*Your assignment*
Please print each record below exactly as it is written.

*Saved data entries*

■ ■ ■ ■ ■

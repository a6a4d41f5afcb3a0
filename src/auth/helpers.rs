use super::AuthError;

/// Pulls the token out of an `Authorization: Bearer <token>` header.
/// Returns `Ok(None)` when no header is present.
pub fn extract_bearer(auth_header: Option<&str>) -> Result<Option<&str>, AuthError> {
    match auth_header {
        Some(header) => match header.strip_prefix("Bearer ") {
            Some(token) if !token.trim().is_empty() => Ok(Some(token.trim())),
            Some(_) => Err(AuthError::InvalidToken),
            None => Err(AuthError::InvalidScheme),
        },
        None => Ok(None),
    }
}
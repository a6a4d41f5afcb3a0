use std::sync::Arc;

use axum::{
    Json,
    extract::{Path, Query, State},
    http::StatusCode,
};
use chrono::Utc;
use tracing::info;
use uuid::Uuid;

use crate::auth::{CurrentUser, RequireAuth, enforce_role, enforce_scope};
use crate::error::{Error, Result};
use crate::server::AppState;
use crate::server::dto::{
    CreateSliceRequest, CreateTagRequest, ListSlicesParams, SliceList, UpdateSliceRequest, parse_uuid,
};
use crate::server::response::{ApiError, ApiResult};
use crate::store::{Pagination, Store};
use crate::types::{Role, Slice};

/// Admins see every slice; company admins only those their company actively
/// subscribes to.
pub(super) fn check_slice_access(store: &dyn Store, caller: &CurrentUser, slice_id: Uuid) -> Result<()> {
    if caller.role.satisfies(Role::Admin) {
        return Ok(());
    }
    enforce_role(caller, Role::CompanyAdmin)?;
    store.slice_access(caller.company_id, slice_id)
}

pub async fn list_slices(
    RequireAuth(caller): RequireAuth,
    State(state): State<Arc<AppState>>,
    Query(params): Query<ListSlicesParams>,
) -> ApiResult<Json<SliceList>> {
    let scope = enforce_scope(&caller, "company_id")?;
    let page = Pagination::new(params.limit, params.offset)?;
    let slices = state
        .store
        .list_slices(scope.as_ref(), page, params.tag.as_deref())?;
    Ok(Json(SliceList {
        slices,
        page: Some(page),
    }))
}

pub async fn get_slice(
    RequireAuth(caller): RequireAuth,
    State(state): State<Arc<AppState>>,
    Path(id): Path<String>,
) -> ApiResult<Json<Slice>> {
    let id = parse_uuid(&id)?;
    check_slice_access(state.store.as_ref(), &caller, id)?;
    Ok(Json(state.store.slice(id)?))
}

pub async fn get_slice_by_name(
    RequireAuth(caller): RequireAuth,
    State(state): State<Arc<AppState>>,
    Path(name): Path<String>,
) -> ApiResult<Json<Slice>> {
    let slice = state.store.slice_by_name(&name)?;
    check_slice_access(state.store.as_ref(), &caller, slice.id)?;
    Ok(Json(slice))
}

pub async fn create_slice(
    RequireAuth(caller): RequireAuth,
    State(state): State<Arc<AppState>>,
    Json(req): Json<CreateSliceRequest>,
) -> ApiResult<(StatusCode, Json<Slice>)> {
    enforce_role(&caller, Role::Admin)?;
    let name = req.name.trim();
    if name.is_empty() {
        return Err(Error::BadRequest("slice name cannot be empty".to_string()).into());
    }

    let mut slice = Slice::new(name, req.slice_type);
    slice.allow_sync = req.allow_sync.unwrap_or(true);
    slice.metadata = req.metadata;
    state.store.create_slice(&slice)?;

    info!(slice = %slice.name, id = %slice.id, "slice created");
    Ok((StatusCode::CREATED, Json(state.store.slice(slice.id)?)))
}

pub async fn update_slice(
    RequireAuth(caller): RequireAuth,
    State(state): State<Arc<AppState>>,
    Path(id): Path<String>,
    Json(req): Json<UpdateSliceRequest>,
) -> ApiResult<Json<Slice>> {
    enforce_role(&caller, Role::Admin)?;
    let id = parse_uuid(&id)?;
    let mut slice = state.store.slice(id)?;

    if let Some(name) = req.name {
        let name = name.trim();
        if name.is_empty() {
            return Err(Error::BadRequest("slice name cannot be empty".to_string()).into());
        }
        slice.name = name.to_string();
    }
    if let Some(slice_type) = req.slice_type {
        slice.slice_type = slice_type;
    }
    if let Some(allow_sync) = req.allow_sync {
        slice.allow_sync = allow_sync;
    }
    if let Some(metadata) = req.metadata {
        slice.metadata = metadata;
    }
    slice.updated_at = Utc::now();
    state.store.update_slice(&slice)?;

    Ok(Json(state.store.slice(id)?))
}

pub async fn delete_slice(
    RequireAuth(caller): RequireAuth,
    State(state): State<Arc<AppState>>,
    Path(id): Path<String>,
) -> ApiResult<StatusCode> {
    enforce_role(&caller, Role::Admin)?;
    let id = parse_uuid(&id)?;
    state.store.delete_slice(id)?;
    info!(%id, "slice deleted");
    Ok(StatusCode::NO_CONTENT)
}

/// Recomputes hash, count, and content date after a batch of grain writes.
pub async fn refresh_slice(
    RequireAuth(caller): RequireAuth,
    State(state): State<Arc<AppState>>,
    Path(id): Path<String>,
) -> ApiResult<Json<Slice>> {
    enforce_role(&caller, Role::Admin)?;
    let id = parse_uuid(&id)?;
    let store = state.store.clone();
    // Hashing reads and decodes every payload in the slice.
    let slice = tokio::task::spawn_blocking(move || store.refresh_slice(id))
        .await
        .map_err(|e| ApiError::internal(format!("refresh task failed: {e}")))??;
    info!(slice = %slice.name, hash = slice.content_hash.as_deref().unwrap_or_default(), count = slice.content_count, "slice refreshed");
    Ok(Json(slice))
}

pub async fn lock_slice(
    RequireAuth(caller): RequireAuth,
    State(state): State<Arc<AppState>>,
    Path(id): Path<String>,
) -> ApiResult<Json<Slice>> {
    enforce_role(&caller, Role::Admin)?;
    let id = parse_uuid(&id)?;
    state.store.lock_slice(id)?;
    info!(%id, "slice locked");
    Ok(Json(state.store.slice(id)?))
}

pub async fn unlock_slice(
    RequireAuth(caller): RequireAuth,
    State(state): State<Arc<AppState>>,
    Path(id): Path<String>,
) -> ApiResult<Json<Slice>> {
    enforce_role(&caller, Role::Admin)?;
    let id = parse_uuid(&id)?;
    state.store.unlock_slice(id)?;
    info!(%id, "slice unlocked");
    Ok(Json(state.store.slice(id)?))
}

pub async fn create_tag(
    RequireAuth(caller): RequireAuth,
    State(state): State<Arc<AppState>>,
    Json(req): Json<CreateTagRequest>,
) -> ApiResult<StatusCode> {
    enforce_role(&caller, Role::Admin)?;
    let name = req.name.trim();
    if name.is_empty() {
        return Err(Error::BadRequest("tag name cannot be empty".to_string()).into());
    }
    state.store.create_tag(name, &req.description)?;
    Ok(StatusCode::CREATED)
}

/// Tags a slice, creating the tag on first use.
pub async fn tag_slice(
    RequireAuth(caller): RequireAuth,
    State(state): State<Arc<AppState>>,
    Path((id, tag)): Path<(String, String)>,
) -> ApiResult<Json<Slice>> {
    enforce_role(&caller, Role::Admin)?;
    let id = parse_uuid(&id)?;
    let slice = state.store.slice(id)?;
    state.store.tag_slice(slice.id, tag.trim())?;
    Ok(Json(slice))
}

■ ■ ■ ■ ■

*Response*
repository a6a4d41f5afcb3a0
filename src/auth/helpers.rs
use super::AuthError;

/// Pulls the token out of an `Authorization: Bearer <token>` header.
/// Returns `Ok(None)` when no header is present.
pub fn extract_bearer(auth_header: Option<&str>) -> Result<Option<&str>, AuthError> {
    match auth_header {
        Some(header) => match header.strip_prefix("Bearer ") {
            Some(token) if !token.trim().is_empty() => Ok(Some(token.trim())),
            Some(_) => Err(AuthError::InvalidToken),
            None => Err(AuthError::InvalidScheme),
        },
        None => Ok(None),
    }
}
repository a6a4d41f5afcb3a0
use std::sync::Arc;

use axum::{
    Json,
    extract::{Path, Query, State},
    http::StatusCode,
};
use chrono::Utc;
use tracing::info;
use uuid::Uuid;

use crate::auth::{CurrentUser, RequireAuth, enforce_role, enforce_scope};
use crate::error::{Error, Result};
use crate::server::AppState;
use crate::server::dto::{
    CreateSliceRequest, CreateTagRequest, ListSlicesParams, SliceList, UpdateSliceRequest, parse_uuid,
};
use crate::server::response::{ApiError, ApiResult};
use crate::store::{Pagination, Store};
use crate::types::{Role, Slice};

/// Admins see every slice; company admins only those their company actively
/// subscribes to.
pub(super) fn check_slice_access(store: &dyn Store, caller: &CurrentUser, slice_id: Uuid) -> Result<()> {
    if caller.role.satisfies(Role::Admin) {
        return Ok(());
    }
    enforce_role(caller, Role::CompanyAdmin)?;
    store.slice_access(caller.company_id, slice_id)
}

pub async fn list_slices(
    RequireAuth(caller): RequireAuth,
    State(state): State<Arc<AppState>>,
    Query(params): Query<ListSlicesParams>,
) -> ApiResult<Json<SliceList>> {
    let scope = enforce_scope(&caller, "company_id")?;
    let page = Pagination::new(params.limit, params.offset)?;
    let slices = state
        .store
        .list_slices(scope.as_ref(), page, params.tag.as_deref())?;
    Ok(Json(SliceList {
        slices,
        page: Some(page),
    }))
}

pub async fn get_slice(
    RequireAuth(caller): RequireAuth,
    State(state): State<Arc<AppState>>,
    Path(id): Path<String>,
) -> ApiResult<Json<Slice>> {
    let id = parse_uuid(&id)?;
    check_slice_access(state.store.as_ref(), &caller, id)?;
    Ok(Json(state.store.slice(id)?))
}

pub async fn get_slice_by_name(
    RequireAuth(caller): RequireAuth,
    State(state): State<Arc<AppState>>,
    Path(name): Path<String>,
) -> ApiResult<Json<Slice>> {
    let slice = state.store.slice_by_name(&name)?;
    check_slice_access(state.store.as_ref(), &caller, slice.id)?;
    Ok(Json(slice))
}

pub async fn create_slice(
    RequireAuth(caller): RequireAuth,
    State(state): State<Arc<AppState>>,
    Json(req): Json<CreateSliceRequest>,
) -> ApiResult<(StatusCode, Json<Slice>)> {
    enforce_role(&caller, Role::Admin)?;
    let name = req.name.trim();
    if name.is_empty() {
        return Err(Error::BadRequest("slice name cannot be empty".to_string()).into());
    }

    let mut slice = Slice::new(name, req.slice_type);
    slice.allow_sync = req.allow_sync.unwrap_or(true);
    slice.metadata = req.metadata;
    state.store.create_slice(&slice)?;

    info!(slice = %slice.name, id = %slice.id, "slice created");
    Ok((StatusCode::CREATED, Json(state.store.slice(slice.id)?)))
}

pub async fn update_slice(
    RequireAuth(caller): RequireAuth,
    State(state): State<Arc<AppState>>,
    Path(id): Path<String>,
    Json(req): Json<UpdateSliceRequest>,
) -> ApiResult<Json<Slice>> {
    enforce_role(&caller, Role::Admin)?;
    let id = parse_uuid(&id)?;
    let mut slice = state.store.slice(id)?;

    if let Some(name) = req.name {
        let name = name.trim();
        if name.is_empty() {
            return Err(Error::BadRequest("slice name cannot be empty".to_string()).into());
        }
        slice.name = name.to_string();
    }
    if let Some(slice_type) = req.slice_type {
        slice.slice_type = slice_type;
    }
    if let Some(allow_sync) = req.allow_sync {
        slice.allow_sync = allow_sync;
    }
    if let Some(metadata) = req.metadata {
        slice.metadata = metadata;
    }
    slice.updated_at = Utc::now();
    state.store.update_slice(&slice)?;

    Ok(Json(state.store.slice(id)?))
}

pub async fn delete_slice(
    RequireAuth(caller): RequireAuth,
    State(state): State<Arc<AppState>>,
    Path(id): Path<String>,
) -> ApiResult<StatusCode> {
    enforce_role(&caller, Role::Admin)?;
    let id = parse_uuid(&id)?;
    state.store.delete_slice(id)?;
    info!(%id, "slice deleted");
    Ok(StatusCode::NO_CONTENT)
}

/// Recomputes hash, count, and content date after a batch of grain writes.
pub async fn refresh_slice(
    RequireAuth(caller): RequireAuth,
    State(state): State<Arc<AppState>>,
    Path(id): Path<String>,
) -> ApiResult<Json<Slice>> {
    enforce_role(&caller, Role::Admin)?;
    let id = parse_uuid(&id)?;
    let store = state.store.clone();
    // Hashing reads and decodes every payload in the slice.
    let slice = tokio::task::spawn_blocking(move || store.refresh_slice(id))
        .await
        .map_err(|e| ApiError::internal(format!("refresh task failed: {e}")))??;
    info!(slice = %slice.name, hash = slice.content_hash.as_deref().unwrap_or_default(), count = slice.content_count, "slice refreshed");
    Ok(Json(slice))
}

pub async fn lock_slice(
    RequireAuth(caller): RequireAuth,
    State(state): State<Arc<AppState>>,
    Path(id): Path<String>,
) -> ApiResult<Json<Slice>> {
    enforce_role(&caller, Role::Admin)?;
    let id = parse_uuid(&id)?;
    state.store.lock_slice(id)?;
    info!(%id, "slice locked");
    Ok(Json(state.store.slice(id)?))
}

pub async fn unlock_slice(
    RequireAuth(caller): RequireAuth,
    State(state): State<Arc<AppState>>,
    Path(id): Path<String>,
) -> ApiResult<Json<Slice>> {
    enforce_role(&caller, Role::Admin)?;
    let id = parse_uuid(&id)?;
    state.store.unlock_slice(id)?;
    info!(%id, "slice unlocked");
    Ok(Json(state.store.slice(id)?))
}

pub async fn create_tag(
    RequireAuth(caller): RequireAuth,
    State(state): State<Arc<AppState>>,
    Json(req): Json<CreateTagRequest>,
) -> ApiResult<StatusCode> {
    enforce_role(&caller, Role::Admin)?;
    let name = req.name.trim();
    if name.is_empty() {
        return Err(Error::BadRequest("tag name cannot be empty".to_string()).into());
    }
    state.store.create_tag(name, &req.description)?;
    Ok(StatusCode::CREATED)
}

/// Tags a slice, creating the tag on first use.
pub async fn tag_slice(
    RequireAuth(caller): RequireAuth,
    State(state): State<Arc<AppState>>,
    Path((id, tag)): Path<(String, String)>,
) -> ApiResult<Json<Slice>> {
    enforce_role(&caller, Role::Admin)?;
    let id = parse_uuid(&id)?;
    let slice = state.store.slice(id)?;
    state.store.tag_slice(slice.id, tag.trim())?;
    Ok(Json(slice))
}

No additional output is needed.